1. Introduction
Prostate cancer (PCa) is one of the most common cancers in men worldwide; more than one million new cases are diagnosed annually [
1]. Prostate cancer is characterized by high clinical heterogeneity, which is manifested by a different propensity for recurrence of the disease, as well as the onset of progression after surgical treatment. The clinical heterogeneity of PCa, in turn, is due to molecular heterogeneity—in the tumors of patients, there are disorders that are accompanied by various changes in signaling pathways and metabolic processes [
2,
3]. At the same time, for the development of aggressive forms of PCa, the occurrence of only a few driver disorders is sufficient [
4,
5,
6].
Despite a wide range of therapeutic approaches, the problem of choosing the tactics for treating a patient after radical prostatectomy is quite acute, especially for the category of patients with locally advanced PCa (LAPC). In addition to invasion of the prostatic capsule, metastasis to regional lymph nodes is often observed in LAPC. In this case, as a rule, the choice is between the immediate start of adjuvant hormone therapy or active monitoring of the level of prostate-specific antigen (PSA) in the blood.
The choice of a therapeutic concept is based on determining the prognosis for the patient, which, in turn, is based on such clinical and pathological parameters as the PSA level, the size of the primary tumor (stage T), and the Gleason score. Indeed, it is worth noting the emergence of an improved classification of cancer cell differentiation based on the Gleason score, a system developed by the ISUP (International Society of Uropathologists) [
7]. The division into groups occurs between 1 and 5, depending on the Gleason score, the method providing the most accurate stratification of tumors.

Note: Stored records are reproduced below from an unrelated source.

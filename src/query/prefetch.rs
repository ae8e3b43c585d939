//! The prefetching crawler.
//!
//! Same BFS as the exact crawler, with two additions that never change the
//! result multiset: a bounded LRU cache of decoded pages, and a
//! session-lived model scoring each page-to-page edge by the fraction of
//! past queries in which following it paid off. After every page read the
//! top-scored unvisited links are fetched speculatively; a prefetched page
//! that the crawl later consumes is a prefetch hit, one that falls out of
//! the cache unused is simply discarded.

use std::collections::VecDeque;
use std::num::NonZeroUsize;
use std::time::Instant;

use lru::LruCache;
use rustc_hash::{FxHashMap, FxHashSet};

use crate::geometry::Box3;
use crate::storage::meta::MetadataEntry;
use crate::storage::page::{decode_page, VertexRecord};
use crate::types::{PageId, Result};

use super::crawler::seed_with_hint;
use super::stats::QueryStats;
use super::{CrawlOutcome, FlatIndex, MetaCache};

/// Default number of cached pages.
pub const DEFAULT_CACHE_PAGES: usize = 1024;
/// Default number of speculative reads issued per visited page.
pub const DEFAULT_PREFETCH_FANOUT: usize = 2;

#[derive(Clone)]
struct CachedPage {
    records: Vec<VertexRecord>,
    prefetched: bool,
}

#[derive(Default, Clone, Copy)]
struct EdgeStat {
    predictions: u32,
    hits: u32,
}

impl EdgeStat {
    fn score(self) -> f64 {
        if self.predictions == 0 {
            0.0
        } else {
            f64::from(self.hits) / f64::from(self.predictions)
        }
    }
}

/// Crawler with speculative page fetching. The cache and the edge model
/// live as long as the crawler, so a workload session keeps learning.
pub struct PrefetchCrawler {
    cache: LruCache<u32, CachedPage>,
    model: FxHashMap<(u32, u32), EdgeStat>,
    fanout: usize,
}

impl PrefetchCrawler {
    pub fn new(cache_pages: usize, fanout: usize) -> Self {
        let capacity = NonZeroUsize::new(cache_pages.max(1)).expect("max(1) is non-zero");
        Self {
            cache: LruCache::new(capacity),
            model: FxHashMap::default(),
            fanout,
        }
    }

    /// Identical results to [`super::crawler::ExactCrawler::run`];
    /// prefetching is a performance policy, not a semantic one.
    pub fn run(
        &mut self,
        index: &FlatIndex,
        query: &Box3,
        stats: &mut QueryStats,
        seed_hint: &[(PageId, MetadataEntry)],
    ) -> Result<CrawlOutcome> {
        let started = Instant::now();
        let hit = seed_with_hint(index, query, stats, seed_hint)?;
        stats.seeding_time = started.elapsed();

        let crawl_started = Instant::now();
        let mut results = Vec::new();
        let mut visited_list = Vec::new();
        // Raw material for the post-query model update.
        let mut considered_edges: Vec<(u32, u32)> = Vec::new();
        let mut page_results: FxHashMap<u32, u64> = FxHashMap::default();

        if let Some(hit) = hit {
            let mut meta_cache = MetaCache::new(&index.meta);
            let mut visited: FxHashSet<u32> = FxHashSet::default();
            let mut queue: VecDeque<(PageId, MetadataEntry)> = VecDeque::new();
            visited.insert(hit.page.0);
            queue.push_back((hit.page, hit.entry));

            while let Some((page, entry)) = queue.pop_front() {
                let records = self.fetch(index, page, stats, false)?;
                let mut in_query = 0u64;
                for record in &records {
                    if Box3::contains_point(query, &record.coords) {
                        stats.result_points += 1;
                        in_query += 1;
                        results.push((record.id, record.coords));
                    } else {
                        stats.useless_points += 1;
                    }
                }
                page_results.insert(page.0, in_query);

                for &link in &entry.links {
                    considered_edges.push((page.0, link.0));
                    if visited.contains(&link.0) {
                        continue;
                    }
                    let neighbour = meta_cache.entry(link, stats)?;
                    if Box3::overlap(query, &neighbour.partition_mbr) {
                        visited.insert(link.0);
                        queue.push_back((link, neighbour));
                    }
                }

                self.prefetch_links(index, page, &entry, &visited, stats)?;
                visited_list.push((page, entry));
            }
        }

        self.absorb(&considered_edges, &page_results, stats);
        stats.crawling_time = crawl_started.elapsed();
        stats.total_time = started.elapsed();
        Ok(CrawlOutcome {
            results,
            visited: visited_list,
        })
    }

    /// Reads a page through the cache. A hit on a speculatively loaded
    /// page counts as a prefetch hit; a real read costs one payload I/O.
    fn fetch(
        &mut self,
        index: &FlatIndex,
        page: PageId,
        stats: &mut QueryStats,
        speculative: bool,
    ) -> Result<Vec<VertexRecord>> {
        if let Some(cached) = self.cache.get_mut(&page.0) {
            if cached.prefetched && !speculative {
                stats.prefetch_hits += 1;
                cached.prefetched = false;
            }
            return Ok(cached.records.clone());
        }
        let mut buf = vec![0u8; index.graph.page_size()];
        index.graph.read_page(page, &mut buf)?;
        stats.payload_ios += 1;
        if speculative {
            stats.prefetch_issued += 1;
        }
        let records = decode_page(&buf)?;
        self.cache.put(
            page.0,
            CachedPage {
                records: records.clone(),
                prefetched: speculative,
            },
        );
        Ok(records)
    }

    /// Scores the out-edges of `page` and eagerly reads the most promising
    /// neighbours into the cache.
    fn prefetch_links(
        &mut self,
        index: &FlatIndex,
        page: PageId,
        entry: &MetadataEntry,
        visited: &FxHashSet<u32>,
        stats: &mut QueryStats,
    ) -> Result<()> {
        if self.fanout == 0 {
            return Ok(());
        }
        let mut candidates: Vec<(f64, u32)> = Vec::new();
        for &link in &entry.links {
            stats.prefetch_edges += 1;
            if visited.contains(&link.0) || self.cache.contains(&link.0) {
                continue;
            }
            let score = self
                .model
                .get(&(page.0, link.0))
                .copied()
                .unwrap_or_default()
                .score();
            if score > 0.0 {
                candidates.push((score, link.0));
            }
        }
        stats.prefetch_entry_candidates += candidates.len() as u64;
        stats.prefetch_prediction_comparisons += candidates.len() as u64;
        candidates.sort_by(|a, b| b.0.total_cmp(&a.0).then(a.1.cmp(&b.1)));
        for &(_, target) in candidates.iter().take(self.fanout) {
            self.fetch(index, PageId(target), stats, true)?;
        }
        Ok(())
    }

    /// Folds this query's outcome into the edge model.
    fn absorb(
        &mut self,
        considered: &[(u32, u32)],
        page_results: &FxHashMap<u32, u64>,
        stats: &mut QueryStats,
    ) {
        for &(from, to) in considered {
            let edge = self.model.entry((from, to)).or_default();
            edge.predictions += 1;
            if page_results.get(&to).copied().unwrap_or(0) > 0 {
                edge.hits += 1;
            }
            stats.prefetch_prediction_comparisons += 1;
        }
    }
}
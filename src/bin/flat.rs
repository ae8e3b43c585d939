//! Binary entry point for the FLAT index CLI.
#![forbid(unsafe_code)]

use std::path::PathBuf;
use std::process::ExitCode;

use clap::{Args, Parser, Subcommand, ValueEnum};
use tracing_subscriber::EnvFilter;

use dias::build::{BuildOptions, PackerKind, SeedBuilderKind, DEFAULT_CHUNK_SIZE, DEFAULT_SORT_BUDGET};
use dias::cli::{build_command, gen_queries_command, query_command, ReportFormat};
use dias::hilbert::DEFAULT_BITS_PER_DIM;
use dias::primitives::pagefile::DEFAULT_PAGE_SIZE;
use dias::query::prefetch::{DEFAULT_CACHE_PAGES, DEFAULT_PREFETCH_FANOUT};
use dias::query::workload::QueryKind;
use dias::query::EngineKind;
use dias::types::{DiasError, Result};

#[derive(Parser, Debug)]
#[command(
    name = "flat",
    version,
    about = "External-memory spatial range queries over Delaunay-meshed 3D point sets",
    disable_help_subcommand = true
)]
struct Cli {
    #[command(subcommand)]
    command: Command,
}

#[derive(Subcommand, Debug)]
enum Command {
    /// Bulk-build an index from a Delaunay stream (.sva)
    Build(BuildCmd),
    /// Run a workload file against a built index
    Query(QueryCmd),
    /// Generate a reproducible workload file
    GenQueries(GenQueriesCmd),
}

#[derive(Args, Debug)]
struct BuildCmd {
    #[arg(value_name = "STREAM", help = "Input Delaunay stream (.sva)")]
    input: PathBuf,

    #[arg(value_name = "STEM", help = "Output stem; files land at <stem>_graph etc.")]
    stem: PathBuf,

    #[arg(long, default_value_t = DEFAULT_PAGE_SIZE, help = "Page size in bytes")]
    page_size: usize,

    #[arg(long, value_enum, default_value_t = PackerArg::Flat, help = "Page packing strategy")]
    packer: PackerArg,

    #[arg(
        long,
        default_value_t = DEFAULT_CHUNK_SIZE,
        help = "Vertices handed to the packer per chunk"
    )]
    chunk_size: usize,

    #[arg(
        long,
        default_value_t = DEFAULT_SORT_BUDGET,
        help = "External-sort buffer in records"
    )]
    sort_buffer: usize,

    #[arg(
        long,
        default_value_t = DEFAULT_BITS_PER_DIM,
        help = "Hilbert curve resolution in bits per dimension (1-32)"
    )]
    hilbert_bits: u32,

    #[arg(long, value_enum, default_value_t = SeedArg::Str, help = "Seed R-tree construction")]
    seed_index: SeedArg,
}

#[derive(Args, Debug)]
struct QueryCmd {
    #[arg(value_name = "STEM", help = "Index stem used at build time")]
    stem: PathBuf,

    #[arg(value_name = "QUERIES", help = "Workload file")]
    queries: PathBuf,

    #[arg(long, value_enum, default_value_t = EngineArg::Exact, help = "Crawler variant")]
    engine: EngineArg,

    #[arg(
        long,
        default_value_t = DEFAULT_CACHE_PAGES,
        help = "Page-cache capacity of the prefetching crawler"
    )]
    cache_pages: usize,

    #[arg(
        long,
        default_value_t = DEFAULT_PREFETCH_FANOUT,
        help = "Speculative reads issued per visited page"
    )]
    prefetch_fanout: usize,

    #[arg(long, value_enum, default_value_t = FormatArg::Text, help = "Report format")]
    format: FormatArg,
}

#[derive(Args, Debug)]
struct GenQueriesCmd {
    #[arg(value_name = "OUT", help = "Workload file to write")]
    out: PathBuf,

    #[arg(
        long,
        required = true,
        value_delimiter = ',',
        value_name = "lx,ly,lz,hx,hy,hz",
        help = "World box the queries fall into"
    )]
    world: Vec<f32>,

    #[arg(long, default_value_t = 100, help = "Number of queries")]
    count: usize,

    #[arg(long, default_value_t = 1000.0, help = "Target box volume")]
    volume: f64,

    #[arg(long, value_enum, default_value_t = KindArg::Range, help = "Query type")]
    query_type: KindArg,

    #[arg(long, default_value_t = 10, help = "Steps per moving trajectory")]
    steps: usize,

    #[arg(long, default_value_t = 42, help = "Deterministic generator seed")]
    rng_seed: u64,
}

#[derive(Copy, Clone, Debug, ValueEnum)]
enum PackerArg {
    Flat,
    Halt,
}

#[derive(Copy, Clone, Debug, ValueEnum)]
enum SeedArg {
    Str,
    Rins,
}

#[derive(Copy, Clone, Debug, ValueEnum)]
enum EngineArg {
    Exact,
    Prefetch,
}

#[derive(Copy, Clone, Debug, ValueEnum)]
enum FormatArg {
    Text,
    Json,
}

#[derive(Copy, Clone, Debug, ValueEnum)]
enum KindArg {
    Range,
    Point,
    Moving,
}

fn run(cli: Cli) -> Result<()> {
    match cli.command {
        Command::Build(cmd) => {
            let opts = BuildOptions {
                page_size: cmd.page_size,
                packer: match cmd.packer {
                    PackerArg::Flat => PackerKind::Flat,
                    PackerArg::Halt => PackerKind::Halt,
                },
                chunk_size: cmd.chunk_size,
                sort_budget: cmd.sort_buffer,
                hilbert_bits: cmd.hilbert_bits,
                seed_builder: match cmd.seed_index {
                    SeedArg::Str => SeedBuilderKind::Str,
                    SeedArg::Rins => SeedBuilderKind::Rins,
                },
            };
            build_command(&cmd.input, &cmd.stem, &opts)
        }
        Command::Query(cmd) => query_command(
            &cmd.stem,
            &cmd.queries,
            match cmd.engine {
                EngineArg::Exact => EngineKind::Exact,
                EngineArg::Prefetch => EngineKind::Prefetch,
            },
            cmd.cache_pages,
            cmd.prefetch_fanout,
            match cmd.format {
                FormatArg::Text => ReportFormat::Text,
                FormatArg::Json => ReportFormat::Json,
            },
        ),
        Command::GenQueries(cmd) => {
            if cmd.world.len() != 6 {
                return Err(DiasError::Invalid("--world needs six comma-separated floats"));
            }
            let world = [
                cmd.world[0],
                cmd.world[1],
                cmd.world[2],
                cmd.world[3],
                cmd.world[4],
                cmd.world[5],
            ];
            gen_queries_command(
                &cmd.out,
                world,
                cmd.count,
                cmd.volume,
                match cmd.query_type {
                    KindArg::Range => QueryKind::Range,
                    KindArg::Point => QueryKind::Point,
                    KindArg::Moving => QueryKind::Moving,
                },
                cmd.steps,
                cmd.rng_seed,
            )
        }
    }
}

fn main() -> ExitCode {
    tracing_subscriber::fmt()
        .with_env_filter(EnvFilter::from_default_env())
        .with_writer(std::io::stderr)
        .init();

    let cli = Cli::parse();
    match run(cli) {
        Ok(()) => ExitCode::SUCCESS,
        Err(err) => {
            eprintln!("error: {err}");
            ExitCode::FAILURE
        }
    }
}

However, these indicators are not informative enough to identify a group of patients with tumors that have high potential for progression, the development of an aggressive phenotype, and metastasis [
8,
9]. Thus, reliable prognostic markers are needed, the use of which, in combination with clinicopathological parameters, will help to reliably identify an aggressive tumor phenotype and thus choose the best therapeutic approach for the patient. One of the promising approaches in the search for prognostic markers may be the analysis of the transcriptomic data of tumors [
10,
11,
12]. Currently, several prognostic expression panels of PCa markers based on tissue analysis have been identified, such as Decipher and Oncotype DX Genomic Prostate Score (GPS).
The Decipher test measures the RNA expression levels of 22 different genes, selected based on unique differential expression patterns in early metastasis [
13]. The Decipher test has shown high discrimination in the prediction of clinical metastases (AUC = 0.75–0.83) and mortality from PCa (AUC = 0.78) in validation studies, significantly exceeding the available clinicopathological characteristics (AUC = 0.69) [
14]. The Oncotype DX panel is a tissue biopsy-based genomic assay that measures the mRNA expression of 17 genes responsible for tumor cell growth and survival [
15]. At the development stage of this test, we used the results of quantitative PCR, based on the archival material of tissue samples obtained after the surgical treatment of patients with PCa in low- and intermediate-risk groups. Based on validation studies, the Oncotype DX panel has been shown to be highly correlated with the biochemical recurrence of PCa and a poor prognosis, highlighting its predictive value for patients with PCa in low- and intermediate-risk groups.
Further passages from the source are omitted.